Based on 3 working days you will only be required to do 2 movements per workout, plus 1-2 assistance movements if you feel the need.
A1 – Squat
B1 – Pull Up
C1 – Dumbbell Curl (5-10min on timer, do as many reps as possible in the time limit)
A1 – Bench Press
B1 – Bent Over Row
C1 – Skull Crusher (5-10min on timer, do as many reps as possible in the time limit)
A1 – Deadlift
B1 – Press
C1 – Lateral Raise – Do one set of C1 followed by C2, minimal rest between transitions.

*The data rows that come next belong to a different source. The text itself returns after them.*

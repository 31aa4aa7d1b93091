use std::fs;
use std::io::{BufRead, BufReader};
use std::path::{Path, PathBuf};
use std::process::ExitCode;
use std::thread;

use anyhow::{bail, Context, Result};
use clap::{Args, Parser, Subcommand};
use polyphony_features::compiler::{discover_labeled, discover_noise, CompileOptions};
use polyphony_features::events::{load_events, read_midi, EventFormat};
use polyphony_features::storage::{shuffle, ShuffleOptions, DEFAULT_CHUNK_ROWS};
use polyphony_features::tracker::{
    onsets_from_events, onsets_from_midi, prediction_queue, Onset, Prediction, DEFAULT_QUEUE_CAPACITY,
};
use polyphony_features::{
    Configuration, FeatureCompiler, FeatureDatabase, TableName, Tracker, TrackerConfig,
};
use serde::Serialize;
use tracing::Level;

#[derive(Parser, Debug)]
#[command(
    name = "feature_cli",
    about = "Compile polyphonic training features and follow reference onsets"
)]
struct Cli {
    /// Increase log verbosity (-v debug, -vv trace)
    #[arg(short, long, action = clap::ArgAction::Count, global = true)]
    verbose: u8,
    #[command(subcommand)]
    command: Commands,
}

#[derive(Subcommand, Debug)]
enum Commands {
    /// Compile annotated audio (and optional noise) into a dataset
    Compile(CompileArgs),
    /// Shuffle the window rows of a dataset in place
    Shuffle(ShuffleArgs),
    /// Follow a reference score with a JSON-lines prediction stream
    Track(TrackArgs),
    /// Print table row counts of a dataset
    Info {
        #[arg(long)]
        dataset: PathBuf,
    },
    /// Print the default configuration
    Config {
        /// Print tracker parameters instead
        #[arg(long)]
        tracker: bool,
    },
}

#[derive(Args, Debug)]
struct CompileArgs {
    /// Directory searched recursively for audio with a sibling .mid/.csv
    #[arg(long, required = true)]
    input: Vec<PathBuf>,
    /// Directory of unlabeled noise audio
    #[arg(long)]
    noise: Vec<PathBuf>,
    /// Dataset directory
    #[arg(long)]
    output: PathBuf,
    /// Decay-curve table JSON
    #[arg(long)]
    decay_table: PathBuf,
    /// Configuration JSON (defaults when omitted)
    #[arg(long)]
    config: Option<PathBuf>,
    /// Worker threads (defaults to available parallelism)
    #[arg(long)]
    jobs: Option<usize>,
    #[arg(long, default_value_t = DEFAULT_CHUNK_ROWS)]
    chunk_rows: usize,
    /// Add to an existing dataset
    #[arg(long)]
    append: bool,
}

#[derive(Args, Debug)]
struct ShuffleArgs {
    #[arg(long)]
    dataset: PathBuf,
    #[arg(long, default_value_t = DEFAULT_CHUNK_ROWS)]
    chunk_rows: usize,
    #[arg(long, default_value_t = 1)]
    passes: usize,
    #[arg(long)]
    seed: Option<u64>,
}

#[derive(Args, Debug)]
struct TrackArgs {
    /// Reference score (.mid or .csv)
    #[arg(long)]
    reference: PathBuf,
    /// JSON lines of {"onset": f32, "notes": [f32]}
    #[arg(long)]
    predictions: PathBuf,
    /// Configuration JSON, for the note range and sampling frequency
    #[arg(long)]
    config: Option<PathBuf>,
    /// Tracker parameters JSON
    #[arg(long)]
    tracker_config: Option<PathBuf>,
    /// Initial cursor position
    #[arg(long, default_value_t = 0)]
    start: usize,
}

fn main() -> ExitCode {
    let cli = Cli::parse();
    init_tracing(cli.verbose);
    match run(cli.command) {
        Ok(code) => code,
        Err(err) => {
            eprintln!("Error: {err:?}");
            ExitCode::from(1)
        }
    }
}

fn init_tracing(verbose: u8) {
    let level = match verbose {
        0 => Level::INFO,
        1 => Level::DEBUG,
        _ => Level::TRACE,
    };
    tracing_subscriber::fmt()
        .with_max_level(level)
        .with_writer(std::io::stderr)
        .init();
}

fn run(command: Commands) -> Result<ExitCode> {
    match command {
        Commands::Compile(args) => run_compile(args),
        Commands::Shuffle(args) => run_shuffle(args),
        Commands::Track(args) => run_track(args),
        Commands::Info { dataset } => run_info(&dataset),
        Commands::Config { tracker } => run_config(tracker),
    }
}

fn load_configuration(path: Option<&Path>) -> Result<Configuration> {
    match path {
        Some(path) => Configuration::from_file(path)
            .with_context(|| format!("loading configuration {}", path.display())),
        None => Ok(Configuration::default()),
    }
}

fn run_compile(args: CompileArgs) -> Result<ExitCode> {
    let config = load_configuration(args.config.as_deref())?;

    let mut inputs = Vec::new();
    for dir in &args.input {
        inputs.extend(
            discover_labeled(dir).with_context(|| format!("scanning {}", dir.display()))?,
        );
    }
    for dir in &args.noise {
        inputs.extend(discover_noise(dir).with_context(|| format!("scanning {}", dir.display()))?);
    }
    if inputs.is_empty() {
        bail!("no annotated audio found");
    }

    let mut options = CompileOptions::new(&args.output);
    options.decay_table = Some(args.decay_table.clone());
    options.chunk_rows = args.chunk_rows;
    options.append = args.append;
    if let Some(jobs) = args.jobs {
        options.jobs = jobs;
    }

    let compiler = FeatureCompiler::new(config, options).with_context(|| {
        format!("loading decay table {}", args.decay_table.display())
    })?;
    let summary = compiler
        .compile(&inputs)
        .with_context(|| format!("compiling into {}", args.output.display()))?;

    println!("{}", serde_json::to_string_pretty(&CompileReport::from(summary))?);
    Ok(ExitCode::SUCCESS)
}

fn run_shuffle(args: ShuffleArgs) -> Result<ExitCode> {
    let mut database = FeatureDatabase::open(&args.dataset)
        .with_context(|| format!("opening {}", args.dataset.display()))?;
    let options = ShuffleOptions {
        chunk_rows: args.chunk_rows,
        passes: args.passes,
        seed: args.seed,
    };

    let mut last_percent = 0;
    let stats = shuffle(&mut database, &options, |fraction| {
        let percent = (fraction * 100.0) as u32;
        if percent >= last_percent + 10 {
            last_percent = percent;
            tracing::info!(percent, "shuffling");
        }
    })
    .with_context(|| format!("shuffling {}", args.dataset.display()))?;

    println!(
        "Shuffled {} rows in {} iterations",
        stats.rows, stats.iterations
    );
    Ok(ExitCode::SUCCESS)
}

fn load_onsets(path: &Path, config: &Configuration) -> Result<Vec<Onset>> {
    match EventFormat::from_path(path) {
        Some(EventFormat::Midi) => Ok(onsets_from_midi(&read_midi(path)?)),
        Some(EventFormat::Csv) => {
            let events = load_events(path, config.sampling_frequency)?;
            Ok(onsets_from_events(&events, config.sampling_frequency))
        }
        None => bail!("unrecognized reference format: {}", path.display()),
    }
}

fn run_track(args: TrackArgs) -> Result<ExitCode> {
    let config = load_configuration(args.config.as_deref())?;
    let tracker_config = args
        .tracker_config
        .as_ref()
        .map(TrackerConfig::load_from_file)
        .unwrap_or_default();

    let onsets = load_onsets(&args.reference, &config)
        .with_context(|| format!("reading reference {}", args.reference.display()))?;
    if onsets.is_empty() {
        bail!("reference {} has no notes", args.reference.display());
    }

    let file = fs::File::open(&args.predictions)
        .with_context(|| format!("opening {}", args.predictions.display()))?;
    let note_count = config.note_count();

    let mut tracker = Tracker::new(onsets, config.representable_note_range, tracker_config);
    let beats: Vec<f64> = tracker.onsets().iter().map(|onset| onset.start).collect();
    tracker.set_cursor_moved_callback(move |index| {
        println!(
            "{}",
            serde_json::json!({ "index": index, "beat": beats.get(index) })
        );
    });
    tracker.start(args.start);

    let (mut sender, mut receiver) = prediction_queue(DEFAULT_QUEUE_CAPACITY);
    let reader = thread::spawn(move || -> Result<usize> {
        let mut sent = 0;
        for (number, line) in BufReader::new(file).lines().enumerate() {
            let line = line?;
            if line.trim().is_empty() {
                continue;
            }
            let prediction: Prediction = serde_json::from_str(&line)
                .with_context(|| format!("prediction line {}", number + 1))?;
            if prediction.notes.len() != note_count {
                bail!(
                    "prediction line {} has {} notes, expected {}",
                    number + 1,
                    prediction.notes.len(),
                    note_count
                );
            }
            if !sender.push(prediction) {
                break;
            }
            sent += 1;
        }
        Ok(sent)
    });

    let consumed = receiver.run(&mut tracker);
    let sent = reader
        .join()
        .map_err(|_| anyhow::anyhow!("prediction reader panicked"))??;

    tracing::info!(sent, consumed, index = tracker.index(), "tracking finished");
    Ok(ExitCode::SUCCESS)
}

fn run_info(dataset: &Path) -> Result<ExitCode> {
    let database = FeatureDatabase::open(dataset)
        .with_context(|| format!("opening {}", dataset.display()))?;
    for name in TableName::ALL {
        let table = database.table(name);
        println!(
            "{:<28} {:>4} x {:<4} {:>10} rows",
            name.path(),
            table.element_type().name(),
            table.row_len(),
            table.row_count()
        );
    }
    Ok(ExitCode::SUCCESS)
}

fn run_config(tracker: bool) -> Result<ExitCode> {
    if tracker {
        println!("{}", serde_json::to_string_pretty(&TrackerConfig::default())?);
    } else {
        println!("{}", Configuration::default().to_json_pretty());
    }
    Ok(ExitCode::SUCCESS)
}

#[derive(Serialize)]
#[serde(rename_all = "camelCase")]
struct CompileReport {
    files: usize,
    skipped: usize,
    windows: usize,
    events: usize,
}

impl From<polyphony_features::CompileSummary> for CompileReport {
    fn from(summary: polyphony_features::CompileSummary) -> Self {
        Self {
            files: summary.files,
            skipped: summary.skipped,
            windows: summary.windows,
            events: summary.events,
        }
    }
}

C2 – Face Pull or Reverse Fly (5-10min on timer, do as many reps as possible in the time limit)
Day 4: Off
The above is a very simple progression that will help you build some quality lean muscle tissue while keeping things fresh and interesting. as I mentioned above you can change your assistance exercises as you see fit but try to keep the main movements the same as this will help with the accumulation f overload stimulus.
One benefit of these workouts is that they won’t take long to complete, perhaps 40min tops meaning that you will have lots more free time to spend with friends and family, eat lots of good foods and because the workouts are so short you will look forward to your next one, unlike some other extreme training programs that kill your motivation to train.
You will also need to make sure you’re eating enough, if you want my opinion on how to make a educated guess then do the following:
LBM (Lean Body Mass) x 17-19 = Daily Calories
LBM x 1-1.2 = Protein in Grams for the day x4 = calories from protein.
Protein x 1.5-3 = Carbs for the day (1 if you’re a desk jockey. Use 2 if you’re somewhat active at work and 3 if you’re job is very physical) x4 = Calories from carbohydrates.
Daily Calories – (Protein Calories + Carb Calories) = Calories of Fat per day, divide this number by 9 to get your daily grams of fat.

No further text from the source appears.